_Task directions_: From the entries below, return exactly the lines beginning at the one that contains "repository 6ee47fa630329d96" and ending at the one that contains "use crate::system::gx::loader::Uid;", both of them included, and only those lines.

_Material for the task_:

====

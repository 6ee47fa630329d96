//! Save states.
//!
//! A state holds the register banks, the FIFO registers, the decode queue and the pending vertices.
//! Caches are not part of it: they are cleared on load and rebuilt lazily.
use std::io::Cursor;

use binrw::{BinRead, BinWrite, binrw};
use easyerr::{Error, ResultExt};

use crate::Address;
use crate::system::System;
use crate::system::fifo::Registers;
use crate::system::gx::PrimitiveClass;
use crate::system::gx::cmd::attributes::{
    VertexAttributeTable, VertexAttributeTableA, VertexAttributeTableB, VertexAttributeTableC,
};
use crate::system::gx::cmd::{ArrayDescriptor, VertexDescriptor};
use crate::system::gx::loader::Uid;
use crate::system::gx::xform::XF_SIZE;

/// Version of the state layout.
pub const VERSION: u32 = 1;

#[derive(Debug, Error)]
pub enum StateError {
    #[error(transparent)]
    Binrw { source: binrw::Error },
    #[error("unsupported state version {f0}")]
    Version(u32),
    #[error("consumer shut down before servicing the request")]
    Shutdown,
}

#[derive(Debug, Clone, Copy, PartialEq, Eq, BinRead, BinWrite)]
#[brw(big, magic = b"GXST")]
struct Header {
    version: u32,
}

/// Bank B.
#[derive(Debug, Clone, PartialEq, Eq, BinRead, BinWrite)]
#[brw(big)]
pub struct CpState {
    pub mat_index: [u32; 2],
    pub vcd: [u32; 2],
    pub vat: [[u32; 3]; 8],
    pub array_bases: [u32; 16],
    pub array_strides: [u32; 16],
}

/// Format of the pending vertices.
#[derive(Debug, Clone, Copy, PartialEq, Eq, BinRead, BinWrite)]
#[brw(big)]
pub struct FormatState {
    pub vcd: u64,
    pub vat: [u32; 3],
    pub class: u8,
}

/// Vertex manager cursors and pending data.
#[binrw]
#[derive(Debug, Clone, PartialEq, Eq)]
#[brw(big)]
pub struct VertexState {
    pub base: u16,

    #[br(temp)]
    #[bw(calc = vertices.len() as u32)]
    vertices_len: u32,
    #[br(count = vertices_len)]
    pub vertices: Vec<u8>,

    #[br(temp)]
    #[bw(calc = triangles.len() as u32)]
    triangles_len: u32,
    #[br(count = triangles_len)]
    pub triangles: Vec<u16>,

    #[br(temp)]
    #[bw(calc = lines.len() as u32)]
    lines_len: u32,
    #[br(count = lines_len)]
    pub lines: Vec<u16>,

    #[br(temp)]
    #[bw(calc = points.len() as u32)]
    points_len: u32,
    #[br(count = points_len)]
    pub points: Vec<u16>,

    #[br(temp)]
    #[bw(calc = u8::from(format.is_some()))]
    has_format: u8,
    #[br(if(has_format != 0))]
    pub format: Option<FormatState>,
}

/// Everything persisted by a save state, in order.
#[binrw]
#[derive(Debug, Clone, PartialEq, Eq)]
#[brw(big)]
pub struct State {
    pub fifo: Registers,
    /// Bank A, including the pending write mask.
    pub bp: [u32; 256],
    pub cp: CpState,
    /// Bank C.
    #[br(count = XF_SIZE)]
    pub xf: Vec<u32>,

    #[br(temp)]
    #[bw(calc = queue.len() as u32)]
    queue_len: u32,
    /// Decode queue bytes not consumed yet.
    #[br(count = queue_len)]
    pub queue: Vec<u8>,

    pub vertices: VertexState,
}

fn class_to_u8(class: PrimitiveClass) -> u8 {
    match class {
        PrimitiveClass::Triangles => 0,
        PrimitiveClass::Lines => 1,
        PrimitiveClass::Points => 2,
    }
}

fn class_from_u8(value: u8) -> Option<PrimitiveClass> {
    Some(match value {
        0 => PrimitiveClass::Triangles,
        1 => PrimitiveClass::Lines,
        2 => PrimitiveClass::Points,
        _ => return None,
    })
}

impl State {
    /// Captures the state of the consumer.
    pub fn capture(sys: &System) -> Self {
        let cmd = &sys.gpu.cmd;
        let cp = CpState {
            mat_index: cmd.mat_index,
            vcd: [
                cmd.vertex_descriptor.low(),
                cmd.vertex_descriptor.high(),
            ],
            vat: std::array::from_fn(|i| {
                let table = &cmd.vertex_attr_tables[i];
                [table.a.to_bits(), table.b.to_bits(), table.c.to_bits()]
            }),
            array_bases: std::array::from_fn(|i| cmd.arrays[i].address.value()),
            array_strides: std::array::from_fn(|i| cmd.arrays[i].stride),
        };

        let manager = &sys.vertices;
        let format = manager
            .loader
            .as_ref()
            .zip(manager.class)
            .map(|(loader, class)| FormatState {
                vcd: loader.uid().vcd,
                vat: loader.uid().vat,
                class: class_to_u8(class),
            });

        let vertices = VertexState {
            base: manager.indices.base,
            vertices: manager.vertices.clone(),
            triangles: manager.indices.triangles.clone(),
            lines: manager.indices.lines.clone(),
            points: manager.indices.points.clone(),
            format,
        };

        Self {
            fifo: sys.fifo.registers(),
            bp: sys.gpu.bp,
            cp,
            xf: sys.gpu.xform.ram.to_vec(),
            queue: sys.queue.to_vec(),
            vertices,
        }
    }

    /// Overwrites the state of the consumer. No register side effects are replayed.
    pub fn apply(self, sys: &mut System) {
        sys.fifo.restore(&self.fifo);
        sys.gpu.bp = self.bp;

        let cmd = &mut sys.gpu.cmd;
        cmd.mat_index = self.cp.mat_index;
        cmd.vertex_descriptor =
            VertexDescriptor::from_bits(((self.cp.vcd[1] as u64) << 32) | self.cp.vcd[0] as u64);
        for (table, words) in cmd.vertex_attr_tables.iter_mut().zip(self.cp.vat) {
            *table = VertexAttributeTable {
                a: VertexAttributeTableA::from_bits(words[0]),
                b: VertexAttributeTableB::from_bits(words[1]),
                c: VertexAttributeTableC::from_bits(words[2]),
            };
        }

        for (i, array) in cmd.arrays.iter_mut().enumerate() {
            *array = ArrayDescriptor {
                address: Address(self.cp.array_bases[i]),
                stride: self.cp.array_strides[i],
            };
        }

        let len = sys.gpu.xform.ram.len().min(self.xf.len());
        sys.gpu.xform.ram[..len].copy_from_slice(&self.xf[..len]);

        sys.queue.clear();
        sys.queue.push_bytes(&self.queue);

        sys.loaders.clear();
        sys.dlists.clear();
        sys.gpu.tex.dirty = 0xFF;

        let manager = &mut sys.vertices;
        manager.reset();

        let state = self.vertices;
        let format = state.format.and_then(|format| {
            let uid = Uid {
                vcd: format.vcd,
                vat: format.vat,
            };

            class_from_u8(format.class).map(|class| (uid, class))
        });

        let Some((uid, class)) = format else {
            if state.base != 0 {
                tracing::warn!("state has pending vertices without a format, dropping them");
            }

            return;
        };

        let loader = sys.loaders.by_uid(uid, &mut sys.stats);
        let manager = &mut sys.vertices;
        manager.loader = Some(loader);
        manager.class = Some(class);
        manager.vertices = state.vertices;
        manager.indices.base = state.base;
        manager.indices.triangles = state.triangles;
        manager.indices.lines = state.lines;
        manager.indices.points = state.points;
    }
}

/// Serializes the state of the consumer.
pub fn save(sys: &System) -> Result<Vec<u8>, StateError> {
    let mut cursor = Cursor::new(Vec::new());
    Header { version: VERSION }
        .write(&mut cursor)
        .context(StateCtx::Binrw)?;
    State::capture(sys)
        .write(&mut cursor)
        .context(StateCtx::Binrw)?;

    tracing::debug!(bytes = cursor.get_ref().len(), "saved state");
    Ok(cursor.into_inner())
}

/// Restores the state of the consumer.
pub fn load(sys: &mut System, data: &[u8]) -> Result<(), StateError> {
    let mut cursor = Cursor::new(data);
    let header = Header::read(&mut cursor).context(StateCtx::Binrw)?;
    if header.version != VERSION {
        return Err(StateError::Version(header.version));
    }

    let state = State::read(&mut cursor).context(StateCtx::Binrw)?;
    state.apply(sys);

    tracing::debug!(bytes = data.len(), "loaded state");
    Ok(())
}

====

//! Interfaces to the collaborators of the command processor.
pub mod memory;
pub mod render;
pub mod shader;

====

_Response to this task_:
repository 6ee47fa630329d96
//! Save states.
//!
//! A state holds the register banks, the FIFO registers, the decode queue and the pending vertices.
//! Caches are not part of it: they are cleared on load and rebuilt lazily.
use std::io::Cursor;

use binrw::{BinRead, BinWrite, binrw};
use easyerr::{Error, ResultExt};

use crate::Address;
use crate::system::System;
use crate::system::fifo::Registers;
use crate::system::gx::PrimitiveClass;
use crate::system::gx::cmd::attributes::{
    VertexAttributeTable, VertexAttributeTableA, VertexAttributeTableB, VertexAttributeTableC,
};
use crate::system::gx::cmd::{ArrayDescriptor, VertexDescriptor};
use crate::system::gx::loader::Uid;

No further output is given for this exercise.